Switching to One Big File: GFS
We process forecast hours as they arrive, so the largest unit we can easily store is a single forecast hour. Due to the nature of Zarr, it’s actually forecast hour plus data type (e.g., float32, float64, int, etc).
So that’s what we did. Our importers now write an entire forecast out to a single file (per data type). That results in two files per forecast per data type. The way Zarr is structured, there is a metadata JSON file and (as we’ll explain in another post) a single ‘brick’ containing the data. Not exactly standard Zarr, but it’s how we work.
Cutting the number of files by two orders of magnitude significantly reduced our costs. Now our long-term storage costs dominate our costs for uploading (PUT) to S3. Downloading (GET) isn’t significant at the moment.
Maybe Don’t Use S3 For Anything But Storage
We also moved away from signaling on S3. I’ll explain this because it’s common with data in our industry.
When we’re done processing a data set, such as a frame of a radar mosaic, we want to notify other parts of our system or our users that it’s ready.

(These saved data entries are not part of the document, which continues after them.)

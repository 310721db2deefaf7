//! Finite-capacity resource pools with FIFO waiting
//!
//! A pool hands out opaque [`Ticket`]s. A ticket is either holding a slot or
//! waiting in the pool's queue; grant order is purely the queue position and
//! never depends on who asked.

use std::collections::{HashSet, VecDeque};
use std::fmt;

use serde::{Deserialize, Serialize};

use crate::simulation::{SimulationError, SimulationResult};
use crate::types::PoolKind;

/// Opaque handle for one request against a pool
#[derive(Debug, Clone, Copy, PartialEq, Eq, PartialOrd, Ord, Hash)]
pub struct Ticket(u64);

impl fmt::Display for Ticket {
    fn fmt(&self, f: &mut fmt::Formatter<'_>) -> fmt::Result {
        write!(f, "TICKET_{}", self.0)
    }
}

/// Result of [`ResourcePool::request`]
#[derive(Debug, Clone, Copy, PartialEq, Eq)]
pub enum RequestOutcome {
    /// A slot was free; the ticket now holds it
    Granted(Ticket),
    /// Every slot is taken; the ticket waits at the back of the queue
    Queued(Ticket),
}

impl RequestOutcome {
    /// The ticket issued for the request
    pub fn ticket(self) -> Ticket {
        match self {
            RequestOutcome::Granted(ticket) | RequestOutcome::Queued(ticket) => ticket,
        }
    }

    /// Returns `true` if the request was granted immediately
    pub fn is_granted(self) -> bool {
        matches!(self, RequestOutcome::Granted(_))
    }
}

/// Read-only view of a pool at one instant
#[derive(Debug, Clone, Copy, PartialEq, Serialize, Deserialize)]
pub struct PoolSnapshot {
    /// Which pool this is
    pub kind: PoolKind,
    /// Total number of slots
    pub capacity: usize,
    /// Slots currently held
    pub in_use: usize,
    /// Requests waiting for a slot
    pub queue_length: usize,
}

impl PoolSnapshot {
    /// Fraction of slots held
    pub fn utilization(&self) -> f64 {
        self.in_use as f64 / self.capacity as f64
    }
}

/// Fixed-capacity slot pool with a FIFO wait list.
///
/// Invariant: `0 <= in_use <= capacity`, and a waiting ticket is granted only
/// when it reaches the head of the queue and a slot is released.
#[derive(Debug, Clone)]
pub struct ResourcePool {
    kind: PoolKind,
    capacity: usize,
    holders: HashSet<Ticket>,
    waiting: VecDeque<Ticket>,
    next_ticket: u64,
    peak_in_use: usize,
}

impl ResourcePool {
    /// Create a pool with `capacity` slots.
    ///
    /// A zero capacity is invalid configuration and is rejected here.
    pub fn new(kind: PoolKind, capacity: usize) -> SimulationResult<Self> {
        if capacity == 0 {
            return Err(SimulationError::configuration_error(format!(
                "{} pool capacity must be greater than 0",
                kind
            )));
        }
        Ok(Self {
            kind,
            capacity,
            holders: HashSet::with_capacity(capacity),
            waiting: VecDeque::new(),
            next_ticket: 0,
            peak_in_use: 0,
        })
    }

    /// Ask for a slot.
    ///
    /// Grants immediately when a slot is free, otherwise queues the ticket.
    pub fn request(&mut self) -> RequestOutcome {
        let ticket = Ticket(self.next_ticket);
        self.next_ticket += 1;

        if self.holders.len() < self.capacity {
            self.grant(ticket);
            RequestOutcome::Granted(ticket)
        } else {
            self.waiting.push_back(ticket);
            RequestOutcome::Queued(ticket)
        }
    }

    /// Give a held slot back.
    ///
    /// If a request is waiting, the slot passes straight to the head of the
    /// queue and its ticket is returned so the caller can wake its owner.
    pub fn release(&mut self, ticket: Ticket) -> SimulationResult<Option<Ticket>> {
        if !self.holders.remove(&ticket) {
            return Err(SimulationError::resource_error(format!(
                "{} released by {} which does not hold a slot",
                self.kind, ticket
            )));
        }

        match self.waiting.pop_front() {
            Some(next) => {
                self.grant(next);
                Ok(Some(next))
            }
            None => Ok(None),
        }
    }

    fn grant(&mut self, ticket: Ticket) {
        self.holders.insert(ticket);
        debug_assert!(self.holders.len() <= self.capacity);
        self.peak_in_use = self.peak_in_use.max(self.holders.len());
    }

    /// Which pool this is
    pub fn kind(&self) -> PoolKind {
        self.kind
    }

    /// Slots currently held
    pub fn count(&self) -> usize {
        self.holders.len()
    }

    /// Total number of slots
    pub fn capacity(&self) -> usize {
        self.capacity
    }

    /// Requests waiting for a slot
    pub fn queue_length(&self) -> usize {
        self.waiting.len()
    }

    /// Returns `true` when every slot is held
    pub fn is_full(&self) -> bool {
        self.holders.len() >= self.capacity
    }

    /// Fraction of slots held
    pub fn utilization(&self) -> f64 {
        self.holders.len() as f64 / self.capacity as f64
    }

    /// Highest number of slots ever held at once
    pub fn peak_in_use(&self) -> usize {
        self.peak_in_use
    }

    /// Returns `true` if `ticket` currently holds a slot
    pub fn is_holding(&self, ticket: Ticket) -> bool {
        self.holders.contains(&ticket)
    }

    /// Read-only view of the pool
    pub fn snapshot(&self) -> PoolSnapshot {
        PoolSnapshot {
            kind: self.kind,
            capacity: self.capacity,
            in_use: self.holders.len(),
            queue_length: self.waiting.len(),
        }
    }
}

#[cfg(test)]
mod tests {
    use super::*;

    #[test]
    fn test_zero_capacity_rejected() {
        assert!(ResourcePool::new(PoolKind::Theatre, 0).is_err());
    }

    #[test]
    fn test_grants_until_full_then_queues() {
        let mut pool = ResourcePool::new(PoolKind::Recovery, 2).unwrap();

        assert!(pool.request().is_granted());
        assert!(pool.request().is_granted());
        assert!(pool.is_full());

        let third = pool.request();
        assert!(!third.is_granted());
        assert_eq!(pool.count(), 2);
        assert_eq!(pool.queue_length(), 1);
    }

    #[test]
    fn test_release_hands_slot_to_head_of_queue() {
        let mut pool = ResourcePool::new(PoolKind::Theatre, 1).unwrap();
        let holder = pool.request().ticket();
        let first_waiter = pool.request().ticket();
        let second_waiter = pool.request().ticket();

        let next = pool.release(holder).unwrap();
        assert_eq!(next, Some(first_waiter));
        assert_eq!(pool.count(), 1);
        assert!(pool.is_holding(first_waiter));
        assert_eq!(pool.queue_length(), 1);

        let next = pool.release(first_waiter).unwrap();
        assert_eq!(next, Some(second_waiter));

        let next = pool.release(second_waiter).unwrap();
        assert_eq!(next, None);
        assert_eq!(pool.count(), 0);
    }

    #[test]
    fn test_release_of_unheld_ticket_fails() {
        let mut pool = ResourcePool::new(PoolKind::Preparation, 1).unwrap();
        let holder = pool.request().ticket();
        let waiter = pool.request().ticket();

        assert!(pool.release(waiter).is_err());
        pool.release(holder).unwrap();
        // waiter now holds; the old holder cannot release twice
        assert!(pool.release(holder).is_err());
    }

    #[test]
    fn test_in_use_never_exceeds_capacity() {
        let mut pool = ResourcePool::new(PoolKind::Preparation, 3).unwrap();
        let mut held = Vec::new();
        let mut queued = VecDeque::new();

        for round in 0..50 {
            match pool.request() {
                RequestOutcome::Granted(t) => held.push(t),
                RequestOutcome::Queued(t) => queued.push_back(t),
            }
            if round % 3 == 0 && !held.is_empty() {
                let t = held.remove(0);
                if let Some(next) = pool.release(t).unwrap() {
                    assert_eq!(Some(next), queued.pop_front());
                    held.push(next);
                }
            }
            assert!(pool.count() <= pool.capacity());
        }
        assert_eq!(pool.peak_in_use(), 3);
    }

    #[test]
    fn test_snapshot() {
        let mut pool = ResourcePool::new(PoolKind::Recovery, 4).unwrap();
        pool.request();
        let snapshot = pool.snapshot();
        assert_eq!(snapshot.kind, PoolKind::Recovery);
        assert_eq!(snapshot.in_use, 1);
        assert_eq!(snapshot.queue_length, 0);
        assert_eq!(snapshot.utilization(), 0.25);
    }
}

We used to write a .txt file to indicate that. Something with the exact same name as our Zarr file, but ending in .txt.
You can subscribe to NewObject messages on an S3 bucket, which is quite convenient for this purpose. However, not the best use of S3, as we’re being charged for the 100MB object, regardless of its actual size. Kind of.
We moved to generating an actual SNS message. We had to do so since the files were now decoupled from the individual variable/level slices. That had a lot of benefits within our system, such as not needing to puzzle out what the file is based on the .txt file, and the ability to shove in more optional data.
Lessons Learned in Amazon S3 Cost Optimization
There’s more to the story on the Zarr side. It wasn’t easy to get the file format structured the way we needed it. We aimed for one physical file per Zarr store, and although there are options for that, they’re a bit squirrelly. We ended up creating a ‘Brick’ store, which is very effective, but violates many of the goals of the open Zarr format. More on that in another post.
In the end, this wasn’t all that complicated. We initially used S3 in a very naïve manner. When we scaled up, it started costing us, and we need to re-architect. Doing so significantly reduced the cost and time spent uploading and fetching, providing a clear example of Amazon S3 cost optimization in practice.